Did I mention the Raptor warping on to the wormhole in C2b as I moved from the wormhole? Yeah, he turned up to see my Loki strategic cruiser decloak for no reason, and doesn't hesitate in locking on to my once-more visible ship. Great. A glitch takes me from being polarised and safe to polarised and dead. I do what I can, which is target the Raptor, scramble his drives, and start shooting, but the Talwar and Proteus come from low-sec, and just about every ship in the w-space system comes to pile on Penny.
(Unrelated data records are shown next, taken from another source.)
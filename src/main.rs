//! SentinelFS daemon entry point: loads configuration, starts the control
//! socket, the discovery beacon, and the background maintenance tasks for
//! the session, health, bandwidth and offline-queue subsystems.
//!
//! The network transport, on-disk store, and OS file watcher are pluggable
//! collaborators (`sentinelfs::orchestrator`) supplied by the deployment;
//! this binary wires the parts that are this crate's concern.

use clap::Parser;
use parking_lot::Mutex;
use sentinelfs::bandwidth::BandwidthManager;
use sentinelfs::config::{CliArgs, DaemonConfig};
use sentinelfs::control::{ControlServer, DaemonStatus};
use sentinelfs::discovery::DiscoveryService;
use sentinelfs::event_hub::EventHub;
use sentinelfs::health::HealthMonitor;
use sentinelfs::offline_queue::OfflineQueue;
use sentinelfs::session::SessionManager;
use sentinelfs::types::PeerRecord;
use std::collections::{HashMap, VecDeque};
use std::io;
use std::sync::atomic::{AtomicBool, Ordering};
use std::sync::Arc;
use std::time::Instant;
use tracing::{info, warn};

const LOG_BUFFER_CAPACITY: usize = 2000;

struct LogBuffer {
    lines: Mutex<VecDeque<String>>,
    capacity: usize,
}

impl LogBuffer {
    fn new(capacity: usize) -> Self {
        Self { lines: Mutex::new(VecDeque::with_capacity(capacity)), capacity }
    }

    fn push_line(&self, line: &str) {
        let mut lines = self.lines.lock();
        if lines.len() >= self.capacity {
            lines.pop_front();
        }
        lines.push_back(line.to_string());
    }

    fn recent(&self, n: usize) -> Vec<String> {
        let lines = self.lines.lock();
        let skip = lines.len().saturating_sub(n);
        lines.iter().skip(skip).cloned().collect()
    }
}

/// Mirrors every write both to stdout (for foreground/journal consumption)
/// and into the in-memory ring buffer the `LOGS|N` control command reads.
#[derive(Clone)]
struct TeeWriter {
    buffer: Arc<LogBuffer>,
}

impl io::Write for TeeWriter {
    fn write(&mut self, buf: &[u8]) -> io::Result<usize> {
        io::Write::write_all(&mut io::stdout(), buf)?;
        for line in String::from_utf8_lossy(buf).lines() {
            if !line.is_empty() {
                self.buffer.push_line(line);
            }
        }
        Ok(buf.len())
    }

    fn flush(&mut self) -> io::Result<()> {
        io::Write::flush(&mut io::stdout())
    }
}

impl<'a> tracing_subscriber::fmt::MakeWriter<'a> for TeeWriter {
    type Writer = TeeWriter;

    fn make_writer(&'a self) -> Self::Writer {
        self.clone()
    }
}

struct Daemon {
    start: Instant,
    sync_enabled: AtomicBool,
    config: DaemonConfig,
    health: Arc<HealthMonitor>,
    bandwidth: Arc<BandwidthManager>,
    offline_queue: Arc<OfflineQueue>,
    logs: Arc<LogBuffer>,
    peers: Mutex<HashMap<String, PeerRecord>>,
}

#[async_trait::async_trait]
impl DaemonStatus for Daemon {
    async fn uptime_secs(&self) -> u64 {
        self.start.elapsed().as_secs()
    }

    async fn sync_enabled(&self) -> bool {
        self.sync_enabled.load(Ordering::SeqCst)
    }

    async fn set_sync_enabled(&self, enabled: bool) {
        self.sync_enabled.store(enabled, Ordering::SeqCst);
    }

    async fn active_peer_count(&self) -> usize {
        self.peers.lock().values().filter(|p| p.authenticated).count()
    }

    async fn peer_lines(&self) -> Vec<String> {
        self.peers
            .lock()
            .values()
            .map(|p| format!("{} {} {} {} {}", p.peer_id, p.address, p.port, p.last_seen, p.authenticated))
            .collect()
    }

    async fn recent_logs(&self, n: usize) -> Vec<String> {
        self.logs.recent(n)
    }

    async fn config_dump(&self) -> String {
        toml::to_string_pretty(&self.config).unwrap_or_else(|e| format!("<unserializable config: {e}>"))
    }

    async fn stats_dump(&self) -> String {
        let (upload, download) = self.bandwidth.global_stats();
        format!(
            "upload_bytes={} upload_wait_ms={} download_bytes={} download_wait_ms={} offline_queue_depth={}",
            upload.total_bytes_transferred,
            upload.total_wait_time_ms,
            download.total_bytes_transferred,
            download.total_wait_time_ms,
            self.offline_queue.pending_count()
        )
    }
}

fn load_config(cli: &CliArgs) -> DaemonConfig {
    let mut config = match DaemonConfig::load_from_file(&cli.config) {
        Ok(config) => config,
        Err(e) => {
            warn!(path = %cli.config.display(), error = %e, "using default configuration");
            DaemonConfig::default()
        }
    };
    config.apply_overrides(cli);
    if config.peer_id.is_empty() {
        config.peer_id = format!("peer-{:08x}", rand::random::<u32>());
    }
    config
}

#[tokio::main]
async fn main() {
    let cli = CliArgs::parse();
    let config = load_config(&cli);

    let logs = Arc::new(LogBuffer::new(LOG_BUFFER_CAPACITY));
    let writer = TeeWriter { buffer: Arc::clone(&logs) };
    tracing_subscriber::fmt()
        .with_env_filter(tracing_subscriber::EnvFilter::from_default_env())
        .with_writer(writer)
        .init();

    if let Err(e) = config.validate() {
        tracing::error!(error = %e, "invalid configuration, exiting");
        std::process::exit(1);
    }

    info!(peer_id = %config.peer_id, watch_root = %config.watch_root.display(), "starting sentinelfs daemon");

    let session = Arc::new(SessionManager::new(config.peer_id.clone(), config.session_code.clone()));
    let health = Arc::new(HealthMonitor::new());
    let bandwidth = Arc::new(BandwidthManager::new(
        config.global_upload_limit_bps.map(|v| v as f64).unwrap_or(0.0),
        config.global_download_limit_bps.map(|v| v as f64).unwrap_or(0.0),
    ));
    let offline_queue = Arc::new(OfflineQueue::new());
    let event_hub = Arc::new(EventHub::new());
    let _ = &session;
    let _ = &event_hub;

    let daemon = Arc::new(Daemon {
        start: Instant::now(),
        sync_enabled: AtomicBool::new(true),
        config: config.clone(),
        health: Arc::clone(&health),
        bandwidth: Arc::clone(&bandwidth),
        offline_queue: Arc::clone(&offline_queue),
        logs,
        peers: Mutex::new(HashMap::new()),
    });

    let control_server = ControlServer::new(config.control_socket.clone(), Arc::clone(&daemon));
    tokio::spawn(async move {
        if let Err(e) = control_server.serve().await {
            tracing::error!(error = %e, "control socket server exited");
        }
    });

    if let Ok(discovery) = DiscoveryService::bind(
        config.discovery_port,
        config.discovery_broadcast,
        config.peer_id.clone(),
        config.listen_port,
    )
    .await
    {
        let discovery = Arc::new(discovery);
        let announcer = Arc::clone(&discovery);
        tokio::spawn(async move {
            loop {
                if let Err(e) = announcer.announce().await {
                    warn!(error = %e, "discovery announce failed");
                }
                tokio::time::sleep(std::time::Duration::from_secs(30)).await;
            }
        });

        let listener_daemon = Arc::clone(&daemon);
        tokio::spawn(async move {
            loop {
                match discovery.recv_one().await {
                    Ok(Some((announcement, from))) => {
                        let mut record = PeerRecord::new(announcement.peer_id.clone(), from.ip().to_string(), announcement.tcp_port);
                        record.touch();
                        listener_daemon.peers.lock().insert(announcement.peer_id, record);
                    }
                    Ok(None) => {}
                    Err(e) => warn!(error = %e, "discovery receive failed"),
                }
            }
        });
    } else {
        warn!("discovery service failed to bind, continuing without peer discovery");
    }

    tokio::signal::ctrl_c().await.ok();
    info!("shutdown signal received");
}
EVE University welcomes me back in to their w-space system

When I say just about every ship piles on me I am apparently understating. The Skiff even turns up. At least there's no ECM to frustrate me further. I rake through the Raptor whilst burning my ancillary shield boosters to stay afloat, but the incoming damage is massive. It was hurting badly, but I can't even tell if the interceptor is still in range when my Loki explodes around me. Not that it matters. I aim my pod for the high-sec exit, and even that goes wrong. I am caught again, and unceremoniously woken up in a clone vat.

Wreck of the Sammich

Maybe I should have taken the safe route to high-sec in the first place. That's kinda boring though. What irritates me is that I was actually safe, it wasn't my actions that got me caught. I couldn't trust the cloaking command to have gone through if I was getting no feedback. What if it hadn't? How long do you wait? There's no point lingering on it, though. I do, of course, there's just no point to it. To bring the evening to a close I update my clone, buy a new Loki from Jita, and find a quieter system to dock in overnight.

Flirtation with EVE University

18th April 2014 – 5.09 pm

I come on-line to see my glorious leader and a trail of bookmarks. I follow the trail to see where they lead, which is first unsurprisingly in to a class 3 w-space system. My notes tell me that the exit goes to low-sec empire space, and combine with my directional scanner to inform me at-a-glance that the tower I see is different than the one a year ago. The tower from my last visit should be well out of range, some 50 AU away.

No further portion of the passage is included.